Agreed...If you were trying that route, it would be best to crash your levels before going in and going back on cycle after getting your script.


----------



## Thermo (Sep 19, 2019)

K1 said:


> Agreed...If you were trying that route, it would be best to crash your levels before going in and going back on cycle after getting your script.

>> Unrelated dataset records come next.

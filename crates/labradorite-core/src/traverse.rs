// ── Sub-key traversal ──
//
// Projects a nested value out of a document by walking object members
// left to right. Matching on `Value` keeps every variant accounted for.

use serde::{Deserialize, Serialize};
use serde_json::Value;

use crate::error::CoreError;

/// How traversal treats a non-object value reached before the key path
/// is exhausted.
#[derive(Debug, Clone, Copy, Default, PartialEq, Eq, Serialize, Deserialize)]
#[serde(rename_all = "kebab-case")]
pub enum TraversalMode {
    /// Stop at the last reached value and return it.
    #[default]
    Lenient,
    /// Fail with [`CoreError::NestedParsingFailed`].
    Strict,
}

impl TraversalMode {
    pub fn from_strict(strict: bool) -> Self {
        if strict { Self::Strict } else { Self::Lenient }
    }

    pub fn is_strict(self) -> bool {
        matches!(self, Self::Strict)
    }
}

/// Walk `document` by `keys` and return the terminal value.
///
/// A missing member on an object is always [`CoreError::KeyNotFound`];
/// `mode` only governs what happens when the current value stops being an
/// object before all keys are consumed.
pub fn traverse<'a, S: AsRef<str>>(
    document: &'a Value,
    keys: &[S],
    mode: TraversalMode,
) -> Result<&'a Value, CoreError> {
    let mut current = document;

    for key in keys {
        let key = key.as_ref();
        match current {
            Value::Object(members) => {
                current = members.get(key).ok_or_else(|| CoreError::KeyNotFound {
                    key: key.to_owned(),
                })?;
            }
            Value::Null | Value::Bool(_) | Value::Number(_) | Value::String(_) | Value::Array(_) => {
                if mode.is_strict() {
                    return Err(CoreError::NestedParsingFailed {
                        key: key.to_owned(),
                    });
                }
                tracing::debug!(key, "stopping traversal at non-object value");
                break;
            }
        }
    }

    Ok(current)
}
// ── Lookup requests ──
//
// The (category, identifier, sub-keys) tuple every front end hands to the
// resolver, plus the slash-path parser the HTTP routes use.

use std::borrow::Cow;

use percent_encoding::percent_decode_str;

use crate::category::Category;
use crate::error::CoreError;
use crate::traverse::TraversalMode;

/// A normalized lookup request.
#[derive(Debug, Clone, PartialEq, Eq)]
pub struct Lookup {
    pub category: Category,
    /// Always lowercase.
    pub identifier: String,
    pub subkeys: Vec<String>,
    pub mode: TraversalMode,
}

impl Lookup {
    /// Build a lookup, lowercasing `identifier`. Sub-keys are kept verbatim.
    pub fn new<I, S>(category: Category, identifier: &str, subkeys: I) -> Self
    where
        I: IntoIterator<Item = S>,
        S: Into<String>,
    {
        Self {
            category,
            identifier: identifier.to_lowercase(),
            subkeys: subkeys.into_iter().map(Into::into).collect(),
            mode: TraversalMode::default(),
        }
    }

    pub fn with_mode(mut self, mode: TraversalMode) -> Self {
        self.mode = mode;
        self
    }

    /// Extract a lookup from a slash-delimited request path.
    ///
    /// The first segment equal to the category's anchor that is followed by
    /// another segment wins: that segment is the identifier and everything
    /// after it is the sub-key path. One trailing slash is ignored, and each
    /// segment is percent-decoded after splitting.
    ///
    /// `/api/v0/boardconfig/D94AP/chips/soc` → (`d94ap`, `["chips", "soc"]`)
    pub fn from_path(category: Category, path: &str) -> Result<Self, CoreError> {
        let trimmed = path.strip_suffix('/').unwrap_or(path);
        // Split first so an encoded `/` stays inside its segment.
        let parts = trimmed
            .split('/')
            .map(decode_segment)
            .collect::<Result<Vec<_>, _>>()?;
        let anchor = category.anchor();

        let Some(pos) = parts
            .iter()
            .enumerate()
            .position(|(i, part)| part == anchor && i + 1 < parts.len())
        else {
            return Err(CoreError::BadRequest {
                reason: format!("no identifier after '{anchor}' segment"),
            });
        };

        let identifier = parts.get(pos + 1).map_or("", String::as_str);
        if identifier.is_empty() {
            return Err(CoreError::BadRequest {
                reason: "empty identifier".into(),
            });
        }

        let subkeys = parts.iter().skip(pos + 2).cloned();
        Ok(Self::new(category, identifier, subkeys))
    }
}

/// Percent-decode one path segment. `+` is literal in paths.
fn decode_segment(segment: &str) -> Result<String, CoreError> {
    percent_decode_str(segment)
        .decode_utf8()
        .map(Cow::into_owned)
        .map_err(|_| CoreError::BadRequest {
            reason: "path segment is not valid UTF-8 once decoded".into(),
        })
}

---I know I've shared this before,but my Primary is a pretty Open guy and had me on TRT for 2 years. Bloods every 6 months...BCBS (Blue Cross) decided to deny coverage, see, my Test levels were Normal. Duh. Insurance companies, so short sided. {And Greedy}


----------



## db2 (Sep 22, 2019)

Hormone health and wellness palm beach.  Got it from Marc lobliner and they scripted me even though my levels were at 870. They do telemedicine all 50 states.


----------



## db2 (Sep 22, 2019)

Some new doctors and clinics are treating by symptom and not only by numbers.  They are practicing this based on the theory of testosterone resistance.  The belief that one can have all the symptoms of low t without the actually low blood level of t. The aim is symptom resolution and not a number.


----------



## j2048b (Sep 23, 2019)

db2 said:


> Hormone health and wellness palm beach.  Got it from Marc lobliner and they scripted me even though my levels were at 870. They do telemedicine all 50 states.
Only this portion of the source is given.